[Start of Attachment]

//! TUI application state management.

use std::path::PathBuf;
use std::time::{Duration, Instant};

use crate::dom::ScriptLog;
use crate::error::ValidationError;
use crate::orchestrator::{Generation, RequestState};
use crate::query::Query;
use crate::render::RegionPolicies;
use crate::view::HostView;

/// How long the input border stays red after an empty submit.
pub const REJECT_CUE: Duration = Duration::from_millis(600);

/// Application state for the TUI
#[derive(Debug)]
pub struct App {
    /// Input buffer
    pub input: String,
    /// Cursor position in input (char index)
    pub input_cursor: usize,
    /// Input history (submitted questions)
    pub input_history: Vec<String>,
    /// Current history index when navigating (None = new line)
    pub history_index: Option<usize>,
    /// Model identifier sent with every request
    pub model: String,
    /// Pipeline endpoint, shown in the status bar
    pub endpoint: String,
    /// Whether to show help
    pub show_help: bool,
    /// Status message to display
    pub status_message: String,
    /// When the last empty submit was rejected
    pub rejected_at: Option<Instant>,
    /// Question behind the currently displayed state
    pub last_query: Option<String>,
    /// Label of the current request state
    pub state_label: &'static str,
    /// Generation of the latest submission
    pub generation: Generation,
    /// Report and chart regions
    pub view: HostView<ScriptLog>,
    /// Scroll offset for the report region
    pub report_scroll: u16,
    /// Where ctrl+s writes the page
    pub export_path: PathBuf,
    /// Timestamp of last Ctrl+C press for double Ctrl+C detection
    pub last_ctrl_c_time: Option<Instant>,
}

impl App {
    /// Create a new TUI application instance
    pub fn new(model: String, endpoint: String, export_path: PathBuf, policies: RegionPolicies) -> Self {
        Self {
            input: String::new(),
            input_cursor: 0,
            input_history: Vec::new(),
            history_index: None,
            model,
            endpoint,
            show_help: false,
            status_message: "Enter=run | ctrl+s export | F1 help".to_string(),
            rejected_at: None,
            last_query: None,
            state_label: RequestState::Idle.label(),
            generation: Generation::default(),
            view: HostView::new(ScriptLog::default(), policies),
            report_scroll: 0,
            export_path,
            last_ctrl_c_time: None,
        }
    }

    /// Validate and take the current input as a query.
    ///
    /// Empty input stays where it is and triggers the rejection cue; nothing
    /// about the request state changes.
    pub fn take_query(&mut self) -> Result<Query, ValidationError> {
        match Query::parse(&self.input) {
            Ok(query) => {
                self.push_history(query.to_string());
                self.last_query = Some(query.to_string());
                self.clear_input();
                self.rejected_at = None;
                Ok(query)
            }
            Err(err) => {
                self.rejected_at = Some(Instant::now());
                Err(err)
            }
        }
    }

    /// Whether the rejection cue should still be drawn at `now`.
    pub fn is_rejecting(&self, now: Instant) -> bool {
        self.rejected_at
            .is_some_and(|at| now.saturating_duration_since(at) < REJECT_CUE)
    }

    /// Rebuild the view for a new request state.
    /// The script log only ever holds the latest render pass.
    pub fn apply_state(&mut self, state: &RequestState, generation: Generation) {
        self.view.document_mut().host_mut().clear();
        self.view.sync(state);
        self.state_label = state.label();
        self.generation = generation;
        self.report_scroll = 0;
    }

    pub fn scripts_executed(&self) -> usize {
        self.view.document().host().executed().len()
    }

    /// Clear input buffers
    pub fn clear_input(&mut self) {
        self.input.clear();
        self.input_cursor = 0;
        self.history_index = None;
    }

    /// Toggle help display
    pub fn toggle_help(&mut self) {
        self.show_help = !self.show_help;
    }

    pub fn scroll_up(&mut self) {
        self.report_scroll = self.report_scroll.saturating_sub(1);
    }

    pub fn scroll_down(&mut self) {
        self.report_scroll = self.report_scroll.saturating_add(1);
    }

    // ----- Input editing helpers -----
    pub fn move_cursor_left(&mut self) {
        if self.input_cursor > 0 {
            self.input_cursor -= 1;
        }
    }

    pub fn move_cursor_right(&mut self) {
        if self.input_cursor < self.input.chars().count() {
            self.input_cursor += 1;
        }
    }

    pub fn move_cursor_home(&mut self) {
        self.input_cursor = 0;
    }

    pub fn move_cursor_end(&mut self) {
        self.input_cursor = self.input.chars().count();
    }

    pub fn insert_char(&mut self, c: char) {
        let at = self.byte_offset(self.input_cursor);
        self.input.insert(at, c);
        self.input_cursor += 1;
    }

    pub fn backspace(&mut self) {
        if self.input_cursor > 0 {
            let at = self.byte_offset(self.input_cursor - 1);
            self.input.remove(at);
            self.input_cursor -= 1;
        }
    }

    pub fn delete(&mut self) {
        if self.input_cursor < self.input.chars().count() {
            let at = self.byte_offset(self.input_cursor);
            self.input.remove(at);
        }
    }

    /// Input text before the cursor, for cursor placement.
    pub fn input_before_cursor(&self) -> &str {
        &self.input[..self.byte_offset(self.input_cursor)]
    }

    pub fn push_history(&mut self, line: String) {
        if !line.trim().is_empty() && self.input_history.last().map(|s| s.as_str()) != Some(line.as_str()) {
            self.input_history.push(line);
        }
        self.history_index = None;
    }

    pub fn history_prev(&mut self) {
        if self.input_history.is_empty() {
            return;
        }
        let i = match self.history_index {
            None => self.input_history.len() - 1,
            Some(i) => i.saturating_sub(1),
        };
        self.history_index = Some(i);
        self.input = self.input_history[i].clone();
        self.move_cursor_end();
    }

    pub fn history_next(&mut self) {
        match self.history_index {
            None => {}
            Some(i) if i + 1 < self.input_history.len() => {
                self.history_index = Some(i + 1);
                self.input = self.input_history[i + 1].clone();
                self.move_cursor_end();
            }
            Some(_) => {
                self.history_index = None;
                self.input.clear();
                self.input_cursor = 0;
            }
        }
    }

    /// Handle Ctrl+C press and detect double press for quit
    /// Returns true if should quit (double Ctrl+C), false otherwise
    pub fn handle_ctrl_c(&mut self) -> bool {
        const DOUBLE_CTRL_C_TIMEOUT: Duration = Duration::from_millis(500);

        let now = Instant::now();

        if let Some(last_time) = self.last_ctrl_c_time {
            if now.duration_since(last_time) <= DOUBLE_CTRL_C_TIMEOUT {
                self.last_ctrl_c_time = None;
                return true;
            }
        }

        // Single Ctrl+C - clear input and record timestamp
        self.clear_input();
        self.last_ctrl_c_time = Some(now);
        false
    }

    fn byte_offset(&self, char_index: usize) -> usize {
        self.input
            .char_indices()
            .nth(char_index)
            .map(|(i, _)| i)
            .unwrap_or(self.input.len())
    }
}

#[cfg(test)]
mod tests {
    use super::*;
    use crate::pipeline::PipelineResponse;

    fn app() -> App {
        App::new("gpt-4o-mini".into(), "http://localhost:8000/pipeline".into(), PathBuf::from("out.html"), RegionPolicies::default())
    }

    fn type_str(app: &mut App, s: &str) {
        for c in s.chars() {
            app.insert_char(c);
        }
    }

    #[test]
    fn whitespace_submit_is_rejected_with_cue() {
        let mut app = app();
        type_str(&mut app, "   ");
        assert_eq!(app.take_query(), Err(ValidationError::EmptyQuery));
        assert!(app.is_rejecting(Instant::now()));
        assert_eq!(app.input, "   ", "rejected input stays in place");
        assert_eq!(app.state_label, "idle");
        assert!(app.input_history.is_empty());
    }

    #[test]
    fn rejection_cue_fades() {
        let mut app = app();
        app.take_query().unwrap_err();
        let later = Instant::now() + REJECT_CUE + Duration::from_millis(1);
        assert!(!app.is_rejecting(later));
    }

    #[test]
    fn accepted_query_is_trimmed_recorded_and_cleared() {
        let mut app = app();
        type_str(&mut app, "  sales by region ");
        let q = app.take_query().unwrap();
        assert_eq!(q.as_str(), "sales by region");
        assert_eq!(app.last_query.as_deref(), Some("sales by region"));
        assert_eq!(app.input_history, vec!["sales by region"]);
        assert!(app.input.is_empty());
        assert_eq!(app.input_cursor, 0);
    }

    #[test]
    fn editing_handles_multibyte_chars() {
        let mut app = app();
        type_str(&mut app, "ventes é");
        app.move_cursor_left();
        app.insert_char('→');
        assert_eq!(app.input, "ventes →é");
        app.backspace();
        app.delete();
        assert_eq!(app.input, "ventes ");
        assert_eq!(app.input_before_cursor(), "ventes ");
    }

    #[test]
    fn history_navigation() {
        let mut app = app();
        app.push_history("first".into());
        app.push_history("second".into());
        app.push_history("second".into());
        assert_eq!(app.input_history.len(), 2);

        app.history_prev();
        assert_eq!(app.input, "second");
        app.history_prev();
        assert_eq!(app.input, "first");
        app.history_prev();
        assert_eq!(app.input, "first");
        app.history_next();
        assert_eq!(app.input, "second");
        app.history_next();
        assert!(app.input.is_empty());
    }

    #[test]
    fn apply_state_updates_label_and_view() {
        let mut app = app();
        app.apply_state(&RequestState::Loading, Generation::default());
        assert_eq!(app.state_label, "loading");
        app.apply_state(
            &RequestState::Success(PipelineResponse {
                report_html: "<p>ok</p>".into(),
                chart_html_list: vec!["<p>c</p>".into()],
                sql_query: None,
                reformulated_intent: None,
            }),
            Generation::default(),
        );
        assert_eq!(app.state_label, "success");
        assert_eq!(app.view.chart_summaries().len(), 1);
    }
}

[End of Attachment]

**Work instructions**
As you read the records above, find each line that contains "backspace" and copy it.

**Solved problem**
    pub fn backspace(&mut self) {
        app.backspace();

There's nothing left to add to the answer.